Linnaeus Report Born in 1707 to a country parson in Rashult, southern Sweden, the young Linnaeus showed a keen interest in plants and flowers and by the age of eight, was given the nickname ‘the little botanist’. Linnaeus studied medicine, first at the University of Lund and then at the University of Uppsala. Medicine at this time was based on herbals so it meant he also studied plants. He shared his passion for plants with Olaf Celsius whom he met at Uppsala.
Linnaeus is most widely known for creating systems for naming and classifying plants and animals.
Realizing that new plants were being discovered faster than their relationships could be established, he first came up with a simple classification based upon the number of floral parts of each plant. This system remained popular into the nineteenth century. Gradually Linnaeus also developed a system of names in which each species of plant and animal had a genus (class or group) name followed by a specific name.
For example, Plantago virginica and Plantago lanceolata were the names of two species of plantain (an herb).
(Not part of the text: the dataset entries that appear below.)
//! Per-day processing of a whole history payload.

use std::collections::BTreeMap;
use std::fmt;
use std::thread;

use chrono::{DateTime, NaiveDate};
use log::{info, warn};

use crate::decode::{decode_cycle, decode_event, DecodedCycle, DecodedEvent, TZ_OFFSET};
use crate::error::StructuralError;
use crate::history::{Day, EnergyHistory};

/// Seconds spent in each cycle label over one day. Labels never seen are absent.
#[derive(Debug, Clone, Default, PartialEq, Eq)]
pub struct DailyTotals(BTreeMap<String, i64>);

impl DailyTotals {
    pub fn add(&mut self, label: &str, seconds: i64) {
        let total = self.0.entry(label.to_string()).or_default();
        *total = total.saturating_add(seconds);
    }

    pub fn seconds(&self, label: &str) -> Option<i64> {
        self.0.get(label).copied()
    }

    pub fn iter(&self) -> impl Iterator<Item = (&str, i64)> {
        self.0.iter().map(|(label, secs)| (label.as_str(), *secs))
    }

    pub fn hours(&self) -> impl Iterator<Item = (&str, f64)> {
        self.iter().map(|(label, secs)| (label, secs as f64 / 3600.0))
    }

    pub fn len(&self) -> usize {
        self.0.len()
    }

    pub fn is_empty(&self) -> bool {
        self.0.is_empty()
    }
}

impl<'a> FromIterator<&'a DecodedCycle> for DailyTotals {
    fn from_iter<I: IntoIterator<Item = &'a DecodedCycle>>(cycles: I) -> Self {
        let mut totals = DailyTotals::default();
        for cycle in cycles {
            totals.add(&cycle.label, cycle.duration_seconds);
        }
        totals
    }
}

pub fn aggregate(cycles: &[DecodedCycle]) -> DailyTotals {
    cycles.iter().collect()
}

/// Everything decoded for one day of history.
#[derive(Debug, Clone)]
pub struct DayReport {
    pub date: NaiveDate,
    pub cycles: Vec<DecodedCycle>,
    pub events: Vec<DecodedEvent>,
    pub totals: DailyTotals,
    /// Events dropped because they couldn't be placed in time.
    pub skipped_events: usize,
}

impl DayReport {
    /// Cycle lines, then the totals, then event lines.
    pub fn lines(&self) -> Vec<String> {
        let mut lines =
            Vec::with_capacity(self.cycles.len() + self.totals.len() + self.events.len());
        lines.extend(self.cycles.iter().map(ToString::to_string));
        lines.extend(
            self.totals
                .hours()
                .map(|(label, hours)| format!("Total time for {}: {:.2} hours", label, hours)),
        );
        lines.extend(self.events.iter().map(ToString::to_string));
        lines
    }
}

impl fmt::Display for DayReport {
    fn fmt(&self, f: &mut fmt::Formatter<'_>) -> fmt::Result {
        for line in self.lines() {
            writeln!(f, "{}", line)?;
        }
        Ok(())
    }
}

/// Accepts a bare date, or a full timestamp whose date part is used.
pub fn parse_day(day: &str) -> Result<NaiveDate, StructuralError> {
    NaiveDate::parse_from_str(day, "%Y-%m-%d").or_else(|source| {
        DateTime::parse_from_rfc3339(day)
            .map(|stamp| stamp.date_naive())
            .map_err(|_| StructuralError::BadDate {
                day: day.to_string(),
                source,
            })
    })
}

#[derive(Debug, Clone, Copy)]
pub struct HistoryProcessor {
    tz_offset: i64,
}

impl Default for HistoryProcessor {
    fn default() -> Self {
        HistoryProcessor {
            tz_offset: TZ_OFFSET,
        }
    }
}

impl HistoryProcessor {
    pub fn with_tz_offset(tz_offset: i64) -> Self {
        HistoryProcessor { tz_offset }
    }

    pub fn tz_offset(&self) -> i64 {
        self.tz_offset
    }

    pub fn process_day(&self, day: &Day) -> Result<DayReport, StructuralError> {
        let date = parse_day(&day.day)?;

        info!("Processing cycles for {}", date.format("%m/%d/%Y"));
        let cycles: Vec<DecodedCycle> = day
            .cycles
            .iter()
            .map(|cycle| decode_cycle(cycle, date, self.tz_offset))
            .collect();
        let totals = aggregate(&cycles);

        info!("Processing events for {}", date.format("%m/%d/%Y"));
        let mut events = Vec::with_capacity(day.events.len());
        let mut skipped_events = 0;
        for (idx, event) in day.events.iter().enumerate() {
            match decode_event(event, date, self.tz_offset) {
                Ok(decoded) => events.push(decoded),
                Err(e) => {
                    warn!("skipping event {} on {}: {}", idx, date, e);
                    skipped_events += 1;
                }
            }
        }

        Ok(DayReport {
            date,
            cycles,
            events,
            totals,
            skipped_events,
        })
    }

    pub fn process_days(&self, days: &[Day]) -> Result<Vec<DayReport>, StructuralError> {
        days.iter().map(|day| self.process_day(day)).collect()
    }

    pub fn process(&self, history: &EnergyHistory) -> Result<Vec<DayReport>, StructuralError> {
        self.process_days(history.days()?)
    }

    /// Same output as [`process`](Self::process), spread over the available cores.
    pub fn process_parallel(
        &self,
        history: &EnergyHistory,
    ) -> Result<Vec<DayReport>, StructuralError> {
        self.process_days_parallel(history.days()?)
    }

    /// Splits `days` into one contiguous chunk per worker; chunks are joined back in order.
    pub fn process_days_parallel(&self, days: &[Day]) -> Result<Vec<DayReport>, StructuralError> {
        if days.is_empty() {
            return Ok(Vec::new());
        }
        let workers = thread::available_parallelism().map_or(1, usize::from);
        let chunk_size = days.len().div_ceil(workers);
        thread::scope(|scope| -> Result<Vec<DayReport>, StructuralError> {
            let handles: Vec<_> = days
                .chunks(chunk_size)
                .map(|chunk| scope.spawn(move || self.process_days(chunk)))
                .collect();
            let mut reports = Vec::with_capacity(days.len());
            for handle in handles {
                match handle.join() {
                    Ok(chunk) => reports.extend(chunk?),
                    Err(panic) => std::panic::resume_unwind(panic),
                }
            }
            Ok(reports)
        })
    }
}

/// All report lines for a run, in day order.
pub fn report_lines(reports: &[DayReport]) -> Vec<String> {
    reports.iter().flat_map(DayReport::lines).collect()
}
Botanists agreed in 1905 to accept his Species plantarum (1753) and zoologists (scientists who study animals) agreed to accept his Systema naturae (1758) as the official starting points for scientific names of plants and animals. He was one of the most influential scientists of his time. His theory of classication allowed for clear and easy descriptions of plants, animals and minerals. So straightforward was his new naming system, it is still used by scientists today.